Fiyyin menatap sekitar rumah dan tersenyum tipis. "Kita akan tinggal di sini!" Seketika seluruh hantu penghuni rumah itu menghilang seperti asap setelah mendengar ucapan Fiyyin yang secara tidak langsung menyuruh mereka pergi.
Fiyyin tersenyum kecil melihat mereka semua telah pergi dalam sekejap. Kemudian menatap sofa dan berbaring di sana.

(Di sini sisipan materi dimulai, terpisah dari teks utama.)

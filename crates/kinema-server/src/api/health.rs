//! Readiness endpoint.

use axum::{extract::State, Json};
use serde::Serialize;

use crate::state::AppState;

/// Health response derived from the lifecycle snapshot.
#[derive(Debug, Serialize)]
pub struct HealthResponse {
    pub status: &'static str,
    pub elapsed_secs: f64,
    #[serde(skip_serializing_if = "Option::is_none")]
    pub device: Option<String>,
}

/// Report the pipeline lifecycle state.
///
/// Never touches the executor, so it answers immediately even while
/// the model is still loading or a long generation is in flight.
pub async fn health_check(State(state): State<AppState>) -> Json<HealthResponse> {
    let status = state.lifecycle.status();

    Json(HealthResponse {
        status: status.state.as_str(),
        elapsed_secs: status.elapsed_secs,
        device: status.device.map(|d| d.to_string()),
    })
}
//! Dashboard state management
//!
//! View-model types and the load-state machine the aggregator drives.

use crate::api::models::{Course, NotificationKind, Priority};
use chrono::{DateTime, Utc};
use log::warn;
use serde::Serialize;
use std::collections::{BTreeSet, HashMap};

/// Coarse lifecycle of the dashboard data.
#[derive(Debug, Clone, Copy, PartialEq, Eq, Serialize, strum::Display)]
pub enum LoadState {
    Idle,
    Loading,
    Ready,
    Failed,
}

/// An assignment due date. Never populated yet: deadlines need assignment data the
/// dashboard does not fetch.
#[derive(Debug, Clone, PartialEq, Serialize)]
pub struct Deadline {
    pub title: String,
    pub due_at: DateTime<Utc>,
}

/// A progress record joined with its course.
#[derive(Debug, Clone, PartialEq, Serialize)]
pub struct EnrolledCourseView {
    pub course_id: String,
    pub title: String,
    pub description: String,
    pub level: Option<String>,
    pub category: Option<String>,
    /// Server-computed, 0..=100.
    pub progress_percentage: f64,
    pub completed_lesson_count: usize,
    pub total_lesson_count: usize,
    pub last_accessed_at: Option<DateTime<Utc>>,
    pub enrolled_at: Option<DateTime<Utc>>,
    pub next_lesson_title: String,
    pub estimated_time_remaining: String,
    pub has_quizzes: bool,
    pub has_assignments: bool,
    pub has_discussions: bool,
    pub upcoming_deadlines: Vec<Deadline>,
    #[serde(skip)]
    pub(crate) completed_lesson_ids: BTreeSet<String>,
}

/// Catalog entries are shown as the backend sends them.
pub type AvailableCourseView = Course;

#[derive(Debug, Clone, PartialEq, Serialize)]
pub struct NotificationView {
    pub id: String,
    pub kind: NotificationKind,
    pub title: String,
    pub message: String,
    pub is_read: bool,
    pub read_at: Option<DateTime<Utc>>,
    pub created_at: Option<DateTime<Utc>>,
    pub priority: Priority,
}

#[derive(Debug, Clone, PartialEq, Serialize)]
pub struct CertificateView {
    /// Identifier accepted by the download endpoint.
    pub id: String,
    pub course_id: Option<String>,
    pub course_title: Option<String>,
    pub completed_at: Option<DateTime<Utc>>,
    pub verification_id: Option<String>,
    pub score: Option<f64>,
}

/// Everything the dashboard renders.
#[derive(Debug, Clone, Default, PartialEq, Serialize)]
pub struct DashboardView {
    pub enrolled_courses: Vec<EnrolledCourseView>,
    pub available_courses: Vec<AvailableCourseView>,
    pub notifications: Vec<NotificationView>,
    pub certificates: Vec<CertificateView>,
    pub unread_count: usize,
}

#[derive(Debug)]
pub struct DashboardState {
    /// Last successfully loaded view, plus any local patches applied since.
    pub view: DashboardView,
    /// Human-readable message from the most recent failed load.
    pub error: Option<String>,
    load_state: LoadState,
    /// Highest progress seen per course this session.
    peak_progress: HashMap<String, f64>,
}

impl Default for DashboardState {
    fn default() -> Self {
        Self::new()
    }
}

impl DashboardState {
    pub fn new() -> Self {
        Self {
            view: DashboardView::default(),
            error: None,
            load_state: LoadState::Idle,
            peak_progress: HashMap::new(),
        }
    }

    pub fn load_state(&self) -> LoadState {
        self.load_state
    }

    pub fn loading(&self) -> bool {
        matches!(self.load_state, LoadState::Loading)
    }

    pub fn begin_loading(&mut self) {
        self.load_state = LoadState::Loading;
        self.error = None;
    }

    /// Replace the view with a freshly loaded one.
    pub fn finish_ready(&mut self, mut view: DashboardView) {
        self.hold_progress_peaks(&mut view);
        self.view = view;
        self.error = None;
        self.load_state = LoadState::Ready;
    }

    /// Record a failed load. The previous view is kept as the last known good state.
    pub fn finish_failed(&mut self, message: String) {
        self.error = Some(message);
        self.load_state = LoadState::Failed;
    }

    /// A course's displayed progress never goes down within a session.
    fn hold_progress_peaks(&mut self, view: &mut DashboardView) {
        for course in &mut view.enrolled_courses {
            let peak = self
                .peak_progress
                .entry(course.course_id.clone())
                .or_insert(course.progress_percentage);
            if course.progress_percentage < *peak {
                warn!(
                    "Server reported progress {} for course {} below earlier {}; keeping {}",
                    course.progress_percentage, course.course_id, peak, peak
                );
                course.progress_percentage = *peak;
            } else {
                *peak = course.progress_percentage;
            }
        }
    }
}

#[cfg(test)]
mod tests {
    use super::*;

    fn view_with_progress(course_id: &str, progress: f64) -> DashboardView {
        DashboardView {
            enrolled_courses: vec![EnrolledCourseView {
                course_id: course_id.to_string(),
                title: String::new(),
                description: String::new(),
                level: None,
                category: None,
                progress_percentage: progress,
                completed_lesson_count: 0,
                total_lesson_count: 0,
                last_accessed_at: None,
                enrolled_at: None,
                next_lesson_title: String::new(),
                estimated_time_remaining: String::new(),
                has_quizzes: true,
                has_assignments: true,
                has_discussions: true,
                upcoming_deadlines: Vec::new(),
                completed_lesson_ids: BTreeSet::new(),
            }],
            ..DashboardView::default()
        }
    }

    #[test]
    fn state_machine_transitions() {
        let mut state = DashboardState::new();
        assert_eq!(state.load_state(), LoadState::Idle);

        state.begin_loading();
        assert!(state.loading());

        state.finish_failed("boom".into());
        assert_eq!(state.load_state(), LoadState::Failed);
        assert!(!state.loading());
        assert_eq!(state.error.as_deref(), Some("boom"));

        state.begin_loading();
        assert_eq!(state.error, None);
        state.finish_ready(DashboardView::default());
        assert_eq!(state.load_state(), LoadState::Ready);
    }

    #[test]
    fn failed_load_keeps_last_good_view() {
        let mut state = DashboardState::new();
        state.finish_ready(view_with_progress("c1", 10.0));
        state.begin_loading();
        state.finish_failed("offline".into());
        assert_eq!(state.view.enrolled_courses.len(), 1);
    }

    #[test]
    fn progress_never_decreases_within_a_session() {
        let mut state = DashboardState::new();
        state.finish_ready(view_with_progress("c1", 60.0));
        state.finish_ready(view_with_progress("c1", 40.0));
        assert_eq!(state.view.enrolled_courses[0].progress_percentage, 60.0);

        state.finish_ready(view_with_progress("c1", 80.0));
        assert_eq!(state.view.enrolled_courses[0].progress_percentage, 80.0);
    }
}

Galtain masih di luar rumah, menatap sekitar sejanak kemudian bergidik ngeri ketika pandangannya tertuju pada sosok menyeramkan. "Tunggu aku! Aku tidak tahan melihat wajah mereka yang menyeramkan." Galtain berlari masuk.
Galtain menatap sekitar rumah dengan heran karena tak ada satu pun hantu penghuni rumah ini. Beralih menatap Fiyyin yang tengah berbaring di sofa dan menanyakannya. "Apa kau mengusir semua hantu di rumah ini?"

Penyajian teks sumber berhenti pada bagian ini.